Folk Religion And Universal Religion
To successfully develop a general model of religious transformation for the encounter of folk religious societies with universalist religious movements, it is important, first, to avoid attributing pre-conceived Christian notions of religion to non-Christian religions, and second, to consider the categorization of religions into two types based upon fundamental structural differences. These two types may be described as “folk”, “ethnic”, “natural”, religions, and “universal”, “revealed”, “prophetic”, or historical religions. Indo-European religions may be placed in the category of folk religions, whereas, for the purpose of this inquiry, the category of universal religions will comprise Buddhism, Christianity, Islam, and the mystery cults of Isis, Cybele, Serapis, Mithras, Eleusis, and Dionysus…
An appropriate starting point for studying the encounter between folk religious societies and universal religions may be an examination of the concept of religion itself. The most common contemporary focus in informal comparative discussions of religion appears to be on belief. One Christian sect differs from another in its beliefs. Christianity differs from Judaism and Islam in its doctrine that Jesus Christ is the Son of God. An approach to comparative religion which focusses on doctrinal beliefs is certainly valid when discussing the distinguishing characteristics of revealed, universal religions, and in particularly forms of Christianity. Such a doctrine-centered approach is not, however, well suited to discussions of folk religions, or to comparisons of folk religions and universal religions, since folk religions tend to identify themselves primarily in an ethno-cultural sense rather than a doctrinal sense.

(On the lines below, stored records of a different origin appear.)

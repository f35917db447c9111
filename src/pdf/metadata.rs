//! PDF metadata extraction

use std::path::Path;

use crate::error::{Error, Result};
use crate::pdf::data::PdfData;
use crate::pdf::model::{NodeContent, ObjectId};
use crate::pdf::read_pdf;

/// PDF metadata
#[derive(Debug, Clone, PartialEq)]
pub struct PdfMetadata {
    /// Number of pages in the PDF
    pub page_count: usize,
    /// Number of indirect objects
    pub object_count: usize,
    /// Document title (if present)
    pub title: Option<String>,
    /// Document author (if present)
    pub author: Option<String>,
}

/// Summarize a parsed document
pub fn extract_metadata(data: &PdfData) -> Result<PdfMetadata> {
    let page_count = data.page_ids()?.len();

    let mut title = None;
    let mut author = None;
    if let Some(NodeContent::Reference(info)) = data.get(ObjectId::TRAILER).and_then(|t| t.get("Info")) {
        title = data.literal(*info, "Title").and_then(decode_text);
        author = data.literal(*info, "Author").and_then(decode_text);
    }

    Ok(PdfMetadata {
        page_count,
        object_count: data.real_ids().len(),
        title,
        author,
    })
}

/// Read a PDF file and summarize it
pub fn read_metadata(path: &Path) -> Result<PdfMetadata> {
    if !path.exists() {
        return Err(Error::FileNotFound(path.to_path_buf()));
    }
    extract_metadata(&read_pdf(&std::fs::read(path)?)?)
}

/// Text of a string value as the parser writes it: `(literal)` or a
/// `<FEFF...>` UTF-16 hex string.
fn decode_text(value: &str) -> Option<String> {
    if let Some(hex) = value.strip_prefix('<').and_then(|v| v.strip_suffix('>')) {
        let units = hex
            .as_bytes()
            .chunks(4)
            .map(|chunk| u16::from_str_radix(std::str::from_utf8(chunk).ok()?, 16).ok())
            .collect::<Option<Vec<u16>>>()?;
        let units = units.strip_prefix(&[0xFEFF]).unwrap_or(&units);
        return Some(String::from_utf16_lossy(units));
    }

    let body = value.strip_prefix('(')?.strip_suffix(')')?;
    let mut bytes = Vec::with_capacity(body.len());
    let mut chars = body.chars().peekable();
    while let Some(c) = chars.next() {
        if c != '\\' {
            let mut buf = [0u8; 4];
            bytes.extend_from_slice(c.encode_utf8(&mut buf).as_bytes());
            continue;
        }
        match chars.next()? {
            'n' => bytes.push(b'\n'),
            'r' => bytes.push(b'\r'),
            't' => bytes.push(b'\t'),
            'b' => bytes.push(0x08),
            'f' => bytes.push(0x0C),
            d @ '0'..='7' => {
                let mut code = d.to_digit(8)?;
                for _ in 0..2 {
                    match chars.peek().and_then(|c| c.to_digit(8)) {
                        Some(digit) => {
                            code = code * 8 + digit;
                            chars.next();
                        }
                        None => break,
                    }
                }
                bytes.push(code as u8);
            }
            other => bytes.push(other as u8),
        }
    }
    Some(String::from_utf8_lossy(&bytes).into_owned())
}

#[cfg(test)]
mod tests {
    use super::*;
    use crate::pdf::model::Node;

    #[test]
    fn test_read_metadata_nonexistent_file() {
        let result = read_metadata(Path::new("nonexistent.pdf"));
        assert!(result.is_err());
        assert!(matches!(result.unwrap_err(), Error::FileNotFound(_)));
    }

    #[test]
    fn test_decode_text() {
        assert_eq!(decode_text("(Plain)").as_deref(), Some("Plain"));
        assert_eq!(decode_text("(a\\(b\\) \\\\ \\101)").as_deref(), Some("a(b) \\ A"));
        assert_eq!(decode_text("<FEFF00480069>").as_deref(), Some("Hi"));
        assert_eq!(decode_text("/Name"), None);
    }

    #[test]
    fn test_extract_metadata() {
        let mut data = PdfData::new();
        data.push(ObjectId::TRAILER, Node::reference("Root", ObjectId::real(1)));
        data.push(ObjectId::TRAILER, Node::reference("Info", ObjectId::real(3)));
        data.push(ObjectId::real(1), Node::reference("Pages", ObjectId::real(2)));
        let kids = data.add_inline_array(vec![]);
        data.push(ObjectId::real(2), Node::literal("Type", "/Pages"));
        data.push(ObjectId::real(2), Node::reference("Kids", kids));
        data.push(ObjectId::real(3), Node::literal("Title", "(Handout)"));

        let metadata = extract_metadata(&data).unwrap();
        assert_eq!(metadata.page_count, 0);
        assert_eq!(metadata.object_count, 3);
        assert_eq!(metadata.title.as_deref(), Some("Handout"));
        assert_eq!(metadata.author, None);
    }
}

Consequently, when one proposes to discuss a folk religion, or to compare a folk religion with a universal religion, or especially when one proposes to discuss the attempted transformation of a society from a folk religiosity to a universal religion and the concurrent transformation of a universal religion into a folk religion, one must carefully consider the method to be used in studying the interaction between two inherently dissimilar phenomena. In is discussion “Problems of Approach”, the first chapter of his study. Christianizing the Roman Empire, Ramsay MacMullen stresses the importance of this consideration:
Generalizing may conclude that all forms of religion have one common structure: so, a person’s shift of allegiance toward Christianity need have involved only the exchange of one theology or theodicy or liturgy or system of morals for some other that was seen as preferable. Perhaps no one today is likely to make so strange and error, but it is not hard to find it in older authorities otherwise deserving of great respect. Granted, some variations of the generalizing fault are hard to avoid. Even to be recognized, they need a certain degree of detachment form our own ways. We ourselves naturally suppose, immersed as we are in the Judeo-Christian heritage, that religion means doctrine. Why should we think so? In fact, “that emphasis is most unusual seen from a cross-cultural perspective”.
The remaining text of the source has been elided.